Towering skyscrapers dotting the Lake Michigan coastline, “snowy winds,” “blistering suns,” and roaring streets described what Richard Wright aptly called the “iron city,” or the city of Chicago. While Chicago’s landscape has changed drastically since Wright walked the concrete jungle, it remains one of the most prominent cities in the nation. It is home to a large African American population, many of whom have roots in the Great Migration that brought literary giants such as Wright and Langston Hughes to its shores.

The migration of African Americans to Chicago is a well-covered topic in the historical narrative. Dejected sharecroppers abandoned Southern soil in order to find new opportunities in the industrial North.
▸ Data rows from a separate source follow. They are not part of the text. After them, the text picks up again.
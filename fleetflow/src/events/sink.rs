//! Event sink trait and implementations.

use crate::utils::iso_timestamp;
use async_trait::async_trait;
use serde::Serialize;
use tracing::{debug, info, Level};
use uuid::Uuid;

/// A lifecycle event emitted by the tool-chain executor.
#[derive(Debug, Clone, PartialEq, Serialize)]
pub struct PipelineEvent {
    /// The type of event (e.g., "stage.completed").
    pub event_type: String,
    /// The pipeline that emitted the event.
    pub pipeline: String,
    /// The run the event belongs to.
    pub pipeline_run_id: Uuid,
    /// The stage involved, for stage-level events.
    #[serde(skip_serializing_if = "Option::is_none")]
    pub stage: Option<String>,
    /// Event-specific payload.
    #[serde(skip_serializing_if = "Option::is_none")]
    pub data: Option<serde_json::Value>,
    /// When the event was created, ISO 8601 UTC.
    pub timestamp: String,
}

impl PipelineEvent {
    /// Creates a pipeline-level event.
    #[must_use]
    pub fn new(
        event_type: impl Into<String>,
        pipeline: impl Into<String>,
        pipeline_run_id: Uuid,
    ) -> Self {
        Self {
            event_type: event_type.into(),
            pipeline: pipeline.into(),
            pipeline_run_id,
            stage: None,
            data: None,
            timestamp: iso_timestamp(),
        }
    }

    /// Sets the stage.
    #[must_use]
    pub fn with_stage(mut self, stage: impl Into<String>) -> Self {
        self.stage = Some(stage.into());
        self
    }

    /// Sets the payload.
    #[must_use]
    pub fn with_data(mut self, data: serde_json::Value) -> Self {
        self.data = Some(data);
        self
    }
}

/// Trait for event sinks that receive pipeline events.
///
/// Emitting never fails from the caller's point of view; sinks log and
/// swallow their own errors.
#[async_trait]
pub trait EventSink: Send + Sync {
    /// Emits an event.
    async fn emit(&self, event: &PipelineEvent);
}

/// A no-op event sink that discards all events.
///
/// Used as the default when no sink is configured.
#[derive(Debug, Clone, Copy, Default)]
pub struct NoOpEventSink;

#[async_trait]
impl EventSink for NoOpEventSink {
    async fn emit(&self, _event: &PipelineEvent) {}
}

/// An event sink that logs events using the tracing framework.
#[derive(Debug, Clone)]
pub struct LoggingEventSink {
    level: Level,
}

impl Default for LoggingEventSink {
    fn default() -> Self {
        Self { level: Level::INFO }
    }
}

impl LoggingEventSink {
    /// Creates a new logging event sink with the specified level.
    ///
    /// Only `DEBUG` is treated specially; every other level logs at `INFO`.
    #[must_use]
    pub fn new(level: Level) -> Self {
        Self { level }
    }

    /// Creates a debug-level logging sink.
    #[must_use]
    pub fn debug() -> Self {
        Self::new(Level::DEBUG)
    }
}

#[async_trait]
impl EventSink for LoggingEventSink {
    async fn emit(&self, event: &PipelineEvent) {
        let stage = event.stage.as_deref().unwrap_or("-");
        if self.level == Level::DEBUG {
            debug!(
                event_type = %event.event_type,
                pipeline = %event.pipeline,
                run_id = %event.pipeline_run_id,
                stage = %stage,
                event_data = ?event.data,
                "Event: {}", event.event_type
            );
        } else {
            info!(
                event_type = %event.event_type,
                pipeline = %event.pipeline,
                run_id = %event.pipeline_run_id,
                stage = %stage,
                event_data = ?event.data,
                "Event: {}", event.event_type
            );
        }
    }
}

/// A collecting event sink, mostly useful in tests.
#[derive(Debug, Default)]
pub struct CollectingEventSink {
    events: parking_lot::RwLock<Vec<PipelineEvent>>,
}

impl CollectingEventSink {
    /// Creates a new collecting sink.
    #[must_use]
    pub fn new() -> Self {
        Self::default()
    }

    /// Returns all collected events in emission order.
    #[must_use]
    pub fn events(&self) -> Vec<PipelineEvent> {
        self.events.read().clone()
    }

    /// Returns the collected event types in emission order.
    #[must_use]
    pub fn event_types(&self) -> Vec<String> {
        self.events
            .read()
            .iter()
            .map(|e| e.event_type.clone())
            .collect()
    }

    /// Returns the number of collected events.
    #[must_use]
    pub fn len(&self) -> usize {
        self.events.read().len()
    }

    /// Returns true if no events have been collected.
    #[must_use]
    pub fn is_empty(&self) -> bool {
        self.events.read().is_empty()
    }

    /// Returns events matching a type prefix.
    #[must_use]
    pub fn events_of_type(&self, type_prefix: &str) -> Vec<PipelineEvent> {
        self.events
            .read()
            .iter()
            .filter(|e| e.event_type.starts_with(type_prefix))
            .cloned()
            .collect()
    }
}

#[async_trait]
impl EventSink for CollectingEventSink {
    async fn emit(&self, event: &PipelineEvent) {
        self.events.write().push(event.clone());
    }
}
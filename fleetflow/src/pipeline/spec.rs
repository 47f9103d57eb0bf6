//! Pipeline definition.

use super::{PipelineRun, ToolChainExecutor};
use crate::context::ContextRecord;
use crate::errors::FleetflowError;
use crate::stages::Stage;
use crate::tools::ToolDefinition;
use std::sync::Arc;

/// An ordered sequence of stages plus the fields a run starts from.
///
/// Pipelines are built and validated by [`super::PipelineBuilder`]; once
/// built they are immutable and may be run any number of times.
#[derive(Debug, Clone)]
pub struct Pipeline {
    /// The pipeline name.
    name: String,
    /// Fields the initial input is expected to carry.
    input_fields: Vec<String>,
    /// Stages in execution order.
    stages: Vec<Arc<dyn Stage>>,
}

impl Pipeline {
    pub(super) fn new(
        name: String,
        input_fields: Vec<String>,
        stages: Vec<Arc<dyn Stage>>,
    ) -> Self {
        Self {
            name,
            input_fields,
            stages,
        }
    }

    /// Returns the pipeline name.
    #[must_use]
    pub fn name(&self) -> &str {
        &self.name
    }

    /// Returns the declared initial input fields.
    #[must_use]
    pub fn input_fields(&self) -> &[String] {
        &self.input_fields
    }

    /// Returns the stages in execution order.
    #[must_use]
    pub fn stages(&self) -> &[Arc<dyn Stage>] {
        &self.stages
    }

    /// Returns the stage names in execution order.
    #[must_use]
    pub fn stage_names(&self) -> Vec<&str> {
        self.stages.iter().map(|s| s.name()).collect()
    }

    /// Returns the definitions of the tool stages, in execution order.
    ///
    /// Stages that do not wrap a tool are skipped.
    #[must_use]
    pub fn tool_definitions(&self) -> Vec<&ToolDefinition> {
        self.stages.iter().filter_map(|s| s.definition()).collect()
    }

    /// Returns the number of stages.
    #[must_use]
    pub fn stage_count(&self) -> usize {
        self.stages.len()
    }

    /// Runs the pipeline with a default executor (no event sink).
    pub async fn run(&self, initial: ContextRecord) -> Result<PipelineRun, FleetflowError> {
        ToolChainExecutor::new().run(self, initial).await
    }
}
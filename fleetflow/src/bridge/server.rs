//! HTTP surface of the bridge.

use super::handler::{Bridge, BridgeError};
use super::protocol::{ChatCompletionRequest, DONE_SENTINEL};
use crate::agent::Agent;
use crate::rpc::protocol::error_codes;
use crate::rpc::{JsonRpcResponse, RpcDispatcher};
use crate::settings::ServiceConfig;
use crate::tools::ToolDefinition;
use crate::utils::unix_timestamp;
use axum::body::Bytes;
use axum::extract::State;
use axum::http::{HeaderMap, HeaderName, HeaderValue};
use axum::response::sse::{Event, Sse};
use axum::response::{IntoResponse, Response};
use axum::routing::{get, post};
use axum::{Json, Router};
use serde_json::{json, Value};
use std::sync::Arc;
use tower_http::trace::TraceLayer;
use tracing::info;

/// Service name reported by the health endpoint.
pub const SERVICE_NAME: &str = "fleetflow";

/// Header carrying the API key.
pub const API_KEY_HEADER: &str = "x-api-key";

/// Shared, read-only state of the HTTP handlers.
#[derive(Debug)]
pub struct BridgeState {
    bridge: Bridge,
    rpc: RpcDispatcher,
    agent_name: String,
    tools: Vec<ToolDefinition>,
    model: String,
    public_url: String,
}

impl BridgeState {
    /// Builds handler state from configuration.
    pub fn new(config: &ServiceConfig, agent: Arc<dyn Agent>) -> Self {
        Self {
            agent_name: agent.name().to_string(),
            tools: agent.tools(),
            bridge: Bridge::from_config(agent.clone(), config),
            rpc: RpcDispatcher::new(agent, config.rpc.method.clone()),
            model: config.model.clone(),
            public_url: config.public_url(),
        }
    }
}

/// Builds the router.
pub fn router(state: Arc<BridgeState>) -> Router {
    Router::new()
        .route("/chat/completions", post(chat_completions))
        .route("/health", get(health))
        .route("/.well-known/agent-card.json", get(agent_card))
        .route("/", post(json_rpc))
        .layer(TraceLayer::new_for_http())
        .with_state(state)
}

/// Binds the configured address and serves until the process stops.
pub async fn serve(config: &ServiceConfig, agent: Arc<dyn Agent>) -> std::io::Result<()> {
    let state = Arc::new(BridgeState::new(config, agent));
    let listener = tokio::net::TcpListener::bind(config.bind_address()).await?;
    info!(
        address = %listener.local_addr()?,
        model = %state.bridge.model(),
        rpc_method = %state.rpc.method(),
        "Bridge listening"
    );
    axum::serve(listener, router(state)).await
}

/// POST /chat/completions
async fn chat_completions(
    State(state): State<Arc<BridgeState>>,
    headers: HeaderMap,
    body: Bytes,
) -> Result<Response, BridgeError> {
    let presented = headers
        .get(API_KEY_HEADER)
        .and_then(|value| value.to_str().ok());
    state.bridge.authorize(presented)?;

    let request: ChatCompletionRequest =
        serde_json::from_slice(&body).map_err(|e| BridgeError::InvalidBody(e.to_string()))?;
    let chunks = state.bridge.handle(presented, &request).await?;

    let mut events: Vec<Result<Event, axum::Error>> = chunks
        .iter()
        .map(|chunk| Event::default().json_data(chunk))
        .collect();
    events.push(Ok(Event::default().data(DONE_SENTINEL)));

    let sse = Sse::new(futures::stream::iter(events));
    Ok((
        [(
            HeaderName::from_static("x-accel-buffering"),
            HeaderValue::from_static("no"),
        )],
        sse,
    )
        .into_response())
}

/// GET /health
async fn health(State(state): State<Arc<BridgeState>>) -> Json<Value> {
    Json(json!({
        "status": "healthy",
        "service": SERVICE_NAME,
        "model": state.model,
        "timestamp": unix_timestamp(),
    }))
}

/// GET /.well-known/agent-card.json
async fn agent_card(State(state): State<Arc<BridgeState>>) -> Json<Value> {
    let tools: Vec<Value> = state
        .tools
        .iter()
        .map(|tool| {
            json!({
                "name": tool.name,
                "description": tool.description,
                "permission": tool.permission,
            })
        })
        .collect();
    Json(json!({
        "name": state.agent_name,
        "description": "Predictive maintenance agent for fleet vehicles",
        "version": env!("CARGO_PKG_VERSION"),
        "capabilities": {
            "streaming": true,
            "function_calling": false,
        },
        "preferredTransport": "HTTP",
        "url": state.public_url,
        "tools": tools,
    }))
}

/// POST /
async fn json_rpc(State(state): State<Arc<BridgeState>>, body: Bytes) -> Json<JsonRpcResponse> {
    let response = match serde_json::from_slice::<Value>(&body) {
        Ok(value) => state.rpc.dispatch(value).await,
        Err(e) => JsonRpcResponse::error(
            Value::Null,
            error_codes::PARSE_ERROR,
            format!("Parse error: {e}"),
        ),
    };
    Json(response)
}
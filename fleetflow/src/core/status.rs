//! Stage status enum.

use serde::{Deserialize, Serialize};
use std::fmt;

/// The execution status of a stage.
#[derive(Debug, Clone, Copy, PartialEq, Eq, Hash, Serialize, Deserialize)]
#[serde(rename_all = "snake_case")]
pub enum StageStatus {
    /// Stage completed successfully.
    Ok,
    /// Stage failed.
    Fail,
}

impl StageStatus {
    /// Returns true if this status indicates success.
    #[must_use]
    pub fn is_success(&self) -> bool {
        matches!(self, Self::Ok)
    }

    /// Returns true if this status indicates failure.
    #[must_use]
    pub fn is_failure(&self) -> bool {
        matches!(self, Self::Fail)
    }
}

impl fmt::Display for StageStatus {
    fn fmt(&self, f: &mut fmt::Formatter<'_>) -> fmt::Result {
        match self {
            Self::Ok => write!(f, "ok"),
            Self::Fail => write!(f, "fail"),
        }
    }
}

#[cfg(test)]
mod tests {
    use super::*;

    #[test]
    fn test_status_display() {
        assert_eq!(StageStatus::Ok.to_string(), "ok");
        assert_eq!(StageStatus::Fail.to_string(), "fail");
    }

    #[test]
    fn test_status_serde() {
        let json = serde_json::to_string(&StageStatus::Fail).unwrap();
        assert_eq!(json, "\"fail\"");
        let back: StageStatus = serde_json::from_str(&json).unwrap();
        assert!(back.is_failure());
    }
}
There they found new opportunities, but still faced intense racism and segregation, and charted new social, political, cultural, and religious traditions onto the Chicago landscape. African Americans also established new leisure practices that highlighted how they imagined, ventured into, struggled for, and shaped the distinct natural landscapes they encountered in the Midwest, as highlighted in a new book by historian Brian McCammack.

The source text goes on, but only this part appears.